# The task
The full set of entries needs to be reproduced exactly.

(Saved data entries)
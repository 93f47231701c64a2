//! Weapon attack action.

use crate::combat::{AttackOutcome, resolve_attack};
use crate::env::{CombatEnv, OracleError};
use crate::state::{BattleSession, CombatantId, Side};

use super::{ActionReport, ActionTransition};

/// Offensive weapon action against a target combatant.
#[derive(Clone, Debug, PartialEq, Eq)]
#[cfg_attr(feature = "serde", derive(serde::Serialize, serde::Deserialize))]
pub struct AttackAction {
    pub actor: CombatantId,
    pub target: CombatantId,
}

impl AttackAction {
    pub fn new(actor: CombatantId, target: CombatantId) -> Self {
        Self { actor, target }
    }
}

#[derive(Clone, Debug, PartialEq, Eq, thiserror::Error)]
pub enum AttackError {
    #[error("target {0} is not a living opponent")]
    InvalidTarget(CombatantId),
    #[error(transparent)]
    Oracle(#[from] OracleError),
}

impl ActionTransition for AttackAction {
    type Error = AttackError;

    fn pre_validate(
        &self,
        session: &BattleSession,
        env: &CombatEnv<'_>,
    ) -> Result<(), Self::Error> {
        env.rng()?;
        let actor = session
            .combatant(self.actor)
            .ok_or(AttackError::InvalidTarget(self.actor))?;
        let target = session
            .combatant(self.target)
            .ok_or(AttackError::InvalidTarget(self.target))?;
        if !target.is_alive() || target.side == actor.side {
            return Err(AttackError::InvalidTarget(self.target));
        }
        Ok(())
    }

    fn apply(
        &self,
        session: &mut BattleSession,
        env: &CombatEnv<'_>,
    ) -> Result<ActionReport, Self::Error> {
        let rng = env.rng()?;
        let hit_seed = session.roll_seed(0);
        let damage_seed = session.roll_seed(1);

        let (result, actor_name, actor_side, target_name) = {
            let actor = session
                .combatant(self.actor)
                .ok_or(AttackError::InvalidTarget(self.actor))?;
            let target = session
                .combatant(self.target)
                .ok_or(AttackError::InvalidTarget(self.target))?;
            (
                resolve_attack(actor, target, &session.config, rng, hit_seed, damage_seed),
                actor.name.clone(),
                actor.side,
                target.name.clone(),
            )
        };

        let mut report = ActionReport::default();
        match result.outcome {
            AttackOutcome::CriticalMiss => {
                report.log(session, format!("{actor_name} fumbles the attack!"));
            }
            AttackOutcome::Miss => {
                report.log(
                    session,
                    format!("{actor_name} attacks {target_name} but misses."),
                );
            }
            AttackOutcome::Hit | AttackOutcome::Critical => {
                let damage = result.damage.unwrap_or(0);
                let downed = {
                    let target = session
                        .combatant_mut(self.target)
                        .ok_or(AttackError::InvalidTarget(self.target))?;
                    target.hp.damage(damage);
                    if actor_side == Side::Party {
                        // A landed hit empirically probes the armor class.
                        target.ac_discovered = true;
                    }
                    !target.is_alive()
                };

                if result.outcome == AttackOutcome::Critical {
                    report.log(
                        session,
                        format!(
                            "Critical hit! {actor_name} strikes {target_name} for {damage} damage!"
                        ),
                    );
                } else {
                    report.log(
                        session,
                        format!("{actor_name} hits {target_name} for {damage} damage."),
                    );
                }
                if downed {
                    report.log(session, format!("{target_name} is defeated!"));
                }
            }
        }

        Ok(report)
    }
}

#[cfg(test)]
mod tests {
    use super::*;
    use crate::config::BattleConfig;
    use crate::env::SequenceRng;
    use crate::state::test_support::{enemy, player};

    fn session() -> BattleSession {
        let mut s = BattleSession::new(
            1,
            BattleConfig::default(),
            vec![player(), enemy(1, "Goblin")],
        );
        s.turn.order = vec![CombatantId::PLAYER, CombatantId(1)];
        s
    }

    #[test]
    fn hit_damages_and_marks_ac_discovered() {
        let mut s = session();
        let rng = SequenceRng::from_faces([15, 5]);
        let env = CombatEnv::with_rng(&rng);
        let action = AttackAction::new(CombatantId::PLAYER, CombatantId(1));

        action.pre_validate(&s, &env).unwrap();
        let report = action.apply(&mut s, &env).unwrap();

        let goblin = s.combatant(CombatantId(1)).unwrap();
        // 1d8=5 + damage modifier 2 = 7.
        assert_eq!(goblin.hp.current(), 5);
        assert!(goblin.ac_discovered);
        assert_eq!(report.lines, vec!["Hero hits Goblin for 7 damage."]);
        assert_eq!(s.log.to_vec(), report.lines);
    }

    #[test]
    fn miss_leaves_state_untouched() {
        let mut s = session();
        let rng = SequenceRng::from_faces([5]);
        let env = CombatEnv::with_rng(&rng);
        let report = AttackAction::new(CombatantId::PLAYER, CombatantId(1))
            .apply(&mut s, &env)
            .unwrap();

        let goblin = s.combatant(CombatantId(1)).unwrap();
        assert_eq!(goblin.hp.current(), goblin.hp.max());
        assert!(!goblin.ac_discovered);
        assert_eq!(report.lines.len(), 1);
        assert!(report.lines[0].contains("misses"));
    }

    #[test]
    fn kill_appends_defeat_line() {
        let mut s = session();
        s.combatant_mut(CombatantId(1)).unwrap().hp.damage(11); // 1 HP left
        let rng = SequenceRng::from_faces([15, 5]);
        let env = CombatEnv::with_rng(&rng);
        let report = AttackAction::new(CombatantId::PLAYER, CombatantId(1))
            .apply(&mut s, &env)
            .unwrap();

        assert_eq!(report.lines.len(), 2);
        assert_eq!(report.lines[1], "Goblin is defeated!");
        assert!(!s.combatant(CombatantId(1)).unwrap().is_alive());
    }

    #[test]
    fn rejects_dead_or_friendly_targets() {
        let mut s = session();
        s.combatant_mut(CombatantId(1)).unwrap().hp.damage(999);
        let rng = SequenceRng::from_faces([15]);
        let env = CombatEnv::with_rng(&rng);

        let dead = AttackAction::new(CombatantId::PLAYER, CombatantId(1));
        assert!(matches!(
            dead.pre_validate(&s, &env),
            Err(AttackError::InvalidTarget(_))
        ));

        let own = AttackAction::new(CombatantId::PLAYER, CombatantId::PLAYER);
        assert!(matches!(
            own.pre_validate(&s, &env),
            Err(AttackError::InvalidTarget(_))
        ));
    }

    #[test]
    fn enemy_hits_do_not_probe_party_ac() {
        let mut s = session();
        s.turn.cursor = 1; // goblin acting
        let rng = SequenceRng::from_faces([18, 4]);
        let env = CombatEnv::with_rng(&rng);
        AttackAction::new(CombatantId(1), CombatantId::PLAYER)
            .apply(&mut s, &env)
            .unwrap();

        let hero = s.combatant(CombatantId::PLAYER).unwrap();
        assert!(hero.hp.current() < hero.hp.max());
        assert!(!hero.ac_discovered);
    }
}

# Output below
repository 93f47231701c64a2
//! Weapon attack action.

use crate::combat::{AttackOutcome, resolve_attack};
use crate::env::{CombatEnv, OracleError};
use crate::state::{BattleSession, CombatantId, Side};

use super::{ActionReport, ActionTransition};

/// Offensive weapon action against a target combatant.
#[derive(Clone, Debug, PartialEq, Eq)]
#[cfg_attr(feature = "serde", derive(serde::Serialize, serde::Deserialize))]
pub struct AttackAction {
    pub actor: CombatantId,
    pub target: CombatantId,
}

impl AttackAction {
    pub fn new(actor: CombatantId, target: CombatantId) -> Self {
        Self { actor, target }
    }
}

#[derive(Clone, Debug, PartialEq, Eq, thiserror::Error)]
pub enum AttackError {
    #[error("target {0} is not a living opponent")]
    InvalidTarget(CombatantId),
    #[error(transparent)]
    Oracle(#[from] OracleError),
}

impl ActionTransition for AttackAction {
    type Error = AttackError;

    fn pre_validate(
        &self,
        session: &BattleSession,
        env: &CombatEnv<'_>,
    ) -> Result<(), Self::Error> {
        env.rng()?;
        let actor = session
            .combatant(self.actor)
            .ok_or(AttackError::InvalidTarget(self.actor))?;
        let target = session
            .combatant(self.target)
            .ok_or(AttackError::InvalidTarget(self.target))?;
        if !target.is_alive() || target.side == actor.side {
            return Err(AttackError::InvalidTarget(self.target));
        }
        Ok(())
    }

    fn apply(
        &self,
        session: &mut BattleSession,
        env: &CombatEnv<'_>,
    ) -> Result<ActionReport, Self::Error> {
        let rng = env.rng()?;
        let hit_seed = session.roll_seed(0);
        let damage_seed = session.roll_seed(1);

        let (result, actor_name, actor_side, target_name) = {
            let actor = session
                .combatant(self.actor)
                .ok_or(AttackError::InvalidTarget(self.actor))?;
            let target = session
                .combatant(self.target)
                .ok_or(AttackError::InvalidTarget(self.target))?;
            (
                resolve_attack(actor, target, &session.config, rng, hit_seed, damage_seed),
                actor.name.clone(),
                actor.side,
                target.name.clone(),
            )
        };

        let mut report = ActionReport::default();
        match result.outcome {
            AttackOutcome::CriticalMiss => {
                report.log(session, format!("{actor_name} fumbles the attack!"));
            }
            AttackOutcome::Miss => {
                report.log(
                    session,
                    format!("{actor_name} attacks {target_name} but misses."),
                );
            }
            AttackOutcome::Hit | AttackOutcome::Critical => {
                let damage = result.damage.unwrap_or(0);
                let downed = {
                    let target = session
                        .combatant_mut(self.target)
                        .ok_or(AttackError::InvalidTarget(self.target))?;
                    target.hp.damage(damage);
                    if actor_side == Side::Party {
                        // A landed hit empirically probes the armor class.
                        target.ac_discovered = true;
                    }
                    !target.is_alive()
                };

                if result.outcome == AttackOutcome::Critical {
                    report.log(
                        session,
                        format!(
                            "Critical hit! {actor_name} strikes {target_name} for {damage} damage!"
                        ),
                    );
                } else {
                    report.log(
                        session,
                        format!("{actor_name} hits {target_name} for {damage} damage."),
                    );
                }
                if downed {
                    report.log(session, format!("{target_name} is defeated!"));
                }
            }
        }

        Ok(report)
    }
}

#[cfg(test)]
mod tests {
    use super::*;
    use crate::config::BattleConfig;
    use crate::env::SequenceRng;
    use crate::state::test_support::{enemy, player};

    fn session() -> BattleSession {
        let mut s = BattleSession::new(
            1,
            BattleConfig::default(),
            vec![player(), enemy(1, "Goblin")],
        );
        s.turn.order = vec![CombatantId::PLAYER, CombatantId(1)];
        s
    }

    #[test]
    fn hit_damages_and_marks_ac_discovered() {
        let mut s = session();
        let rng = SequenceRng::from_faces([15, 5]);
        let env = CombatEnv::with_rng(&rng);
        let action = AttackAction::new(CombatantId::PLAYER, CombatantId(1));

        action.pre_validate(&s, &env).unwrap();
        let report = action.apply(&mut s, &env).unwrap();

        let goblin = s.combatant(CombatantId(1)).unwrap();
        // 1d8=5 + damage modifier 2 = 7.
        assert_eq!(goblin.hp.current(), 5);
        assert!(goblin.ac_discovered);
        assert_eq!(report.lines, vec!["Hero hits Goblin for 7 damage."]);
        assert_eq!(s.log.to_vec(), report.lines);
    }

    #[test]
    fn miss_leaves_state_untouched() {
        let mut s = session();
        let rng = SequenceRng::from_faces([5]);
        let env = CombatEnv::with_rng(&rng);
        let report = AttackAction::new(CombatantId::PLAYER, CombatantId(1))
            .apply(&mut s, &env)
            .unwrap();

        let goblin = s.combatant(CombatantId(1)).unwrap();
        assert_eq!(goblin.hp.current(), goblin.hp.max());
        assert!(!goblin.ac_discovered);
        assert_eq!(report.lines.len(), 1);
        assert!(report.lines[0].contains("misses"));
    }

    #[test]
    fn kill_appends_defeat_line() {
        let mut s = session();
        s.combatant_mut(CombatantId(1)).unwrap().hp.damage(11); // 1 HP left
        let rng = SequenceRng::from_faces([15, 5]);
        let env = CombatEnv::with_rng(&rng);
        let report = AttackAction::new(CombatantId::PLAYER, CombatantId(1))
            .apply(&mut s, &env)
            .unwrap();

        assert_eq!(report.lines.len(), 2);
        assert_eq!(report.lines[1], "Goblin is defeated!");
        assert!(!s.combatant(CombatantId(1)).unwrap().is_alive());
    }

    #[test]
    fn rejects_dead_or_friendly_targets() {
        let mut s = session();
        s.combatant_mut(CombatantId(1)).unwrap().hp.damage(999);
        let rng = SequenceRng::from_faces([15]);
        let env = CombatEnv::with_rng(&rng);

        let dead = AttackAction::new(CombatantId::PLAYER, CombatantId(1));
        assert!(matches!(
            dead.pre_validate(&s, &env),
            Err(AttackError::InvalidTarget(_))
        ));

        let own = AttackAction::new(CombatantId::PLAYER, CombatantId::PLAYER);
        assert!(matches!(
            own.pre_validate(&s, &env),
            Err(AttackError::InvalidTarget(_))
        ));
    }

    #[test]
    fn enemy_hits_do_not_probe_party_ac() {
        let mut s = session();
        s.turn.cursor = 1; // goblin acting
        let rng = SequenceRng::from_faces([18, 4]);
        let env = CombatEnv::with_rng(&rng);
        AttackAction::new(CombatantId(1), CombatantId::PLAYER)
            .apply(&mut s, &env)
            .unwrap();

        let hero = s.combatant(CombatantId::PLAYER).unwrap();
        assert!(hero.hp.current() < hero.hp.max());
        assert!(!hero.ac_discovered);
    }
}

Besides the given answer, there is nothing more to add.